Les chauffoirs publics
Journal des débats politiques et littéraires — 18 février 1896
Les chauffoirs publics installés sur différents points de Paris pour les malheureux et ouvriers sans travail ne servent, en réalité, qu'aux malfaiteurs et rôdeurs des boulevards extérieurs. Ils sont ainsi devenus l'asile de tous les gens sans aveu qui en expulsent les vrais pauvres ou parfois leur font subir des traitements ignobles.

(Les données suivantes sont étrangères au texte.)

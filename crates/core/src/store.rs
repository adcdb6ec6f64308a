//! Whole-collection JSON storage.
//!
//! Each collection lives in a single pretty-printed JSON array file under the configured data
//! directory:
//!
//! ```text
//! <data_dir>/
//!   patients.json
//!   doctors.json
//!   ...
//!   billing.json
//! ```
//!
//! There are no partial updates. Callers load the full collection, transform it and save it
//! back. A save writes a sibling `.tmp` file and renames it over the target, so a reader sees
//! either the old or the new collection, never a truncated one. There is no locking: with two
//! writers the last save wins.

use crate::collection::CollectionKey;
use crate::config::CoreConfig;
use crate::constants::{COLLECTION_FILE_EXTENSION, PENDING_WRITE_SUFFIX};
use crate::error::StorageError;
use crate::record::Record;
use crate::{HospitalError, HospitalResult};
use std::fs;
use std::io::ErrorKind;
use std::sync::Arc;

/// Reads and writes whole collections.
#[derive(Clone, Debug)]
pub struct RecordStore {
    cfg: Arc<CoreConfig>,
}

impl RecordStore {
    pub fn new(cfg: Arc<CoreConfig>) -> Self {
        Self { cfg }
    }

    /// Loads every record of `key` in persisted order.
    ///
    /// A collection whose file does not exist yet is empty.
    ///
    /// # Errors
    ///
    /// Returns `HospitalError::StorageUnavailable` if the file exists but cannot be read, or if
    /// its content is not a JSON array of objects with scalar values. Malformed content is
    /// never treated as an empty collection.
    pub fn load(&self, key: CollectionKey) -> HospitalResult<Vec<Record>> {
        let path = self.cfg.collection_path(key);

        let contents = match fs::read_to_string(&path) {
            Ok(contents) => contents,
            Err(e) if e.kind() == ErrorKind::NotFound => {
                tracing::debug!("no file for {} at {}, treating as empty", key, path.display());
                return Ok(Vec::new());
            }
            Err(e) => return Err(HospitalError::storage(key, StorageError::Read(e))),
        };

        let mut deserializer = serde_json::Deserializer::from_str(&contents);
        let records = match serde_path_to_error::deserialize::<_, Vec<Record>>(&mut deserializer) {
            Ok(records) => records,
            Err(err) => {
                let at = err.path().to_string();
                let source = err.into_inner();
                let at = if at.is_empty() || at == "." {
                    "<root>"
                } else {
                    at.as_str()
                };
                return Err(HospitalError::storage(
                    key,
                    StorageError::Malformed(format!("{} at {at}: {source}", path.display())),
                ));
            }
        };
        deserializer.end().map_err(|e| {
            HospitalError::storage(
                key,
                StorageError::Malformed(format!("{}: {e}", path.display())),
            )
        })?;

        tracing::debug!("loaded {} {} record(s)", records.len(), key);
        Ok(records)
    }

    /// Replaces the persisted collection `key` with `records`, in the given order.
    ///
    /// # Errors
    ///
    /// Returns `HospitalError::StorageUnavailable` if the data directory cannot be created or
    /// the file cannot be written.
    pub fn save(&self, key: CollectionKey, records: &[Record]) -> HospitalResult<()> {
        let path = self.cfg.collection_path(key);
        let storage_err = |source: StorageError| HospitalError::storage(key, source);

        fs::create_dir_all(self.cfg.data_dir())
            .map_err(|e| storage_err(StorageError::Write(e)))?;

        let json = serde_json::to_string_pretty(records)
            .map_err(|e| storage_err(StorageError::Serialisation(e)))?;

        let pending =
            path.with_extension(format!("{COLLECTION_FILE_EXTENSION}.{PENDING_WRITE_SUFFIX}"));
        fs::write(&pending, json).map_err(|e| storage_err(StorageError::Write(e)))?;
        if let Err(e) = fs::rename(&pending, &path) {
            let _ = fs::remove_file(&pending);
            return Err(storage_err(StorageError::Write(e)));
        }

        tracing::debug!("saved {} {} record(s) to {}", records.len(), key, path.display());
        Ok(())
    }
}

Un malheureux colporteur, Eugène Monition, a été hier la victime de ces dangereux individus. Il était entré dans le chauffoir installé sur le boulevard de la Chapelle, près du square. Tout à coup une vingtaine de souteneurs qui se trouvaient là l'entourèrent, et, après l'avoir roué de coups, le déshabillèrent. Puis ils se mirent en devoir de lui couper les cheveux, mais avec une telle brutalité que le malheureux eut en peu de temps la tête ensanglantée.
Aux cris qu'il poussait, des agents accoururent. Les misérables qui l'avaient ainsi traité prirent alors la fuite et il fut impossible de les rejoindre. Monition a été conduit chez M. Mauroy, commissaire de police, qui a adressé un rapport à la préfecture de police.
Peut-être des faits aussi scandaleux détermineront-ils l'administration à supprimer les chauffoirs publics qui ne remplissent aucunement le but que l'on s'était proposé et qui constituent un danger permanent au triple point de vue de la moralité, de la sécurité et de la salubrité publique.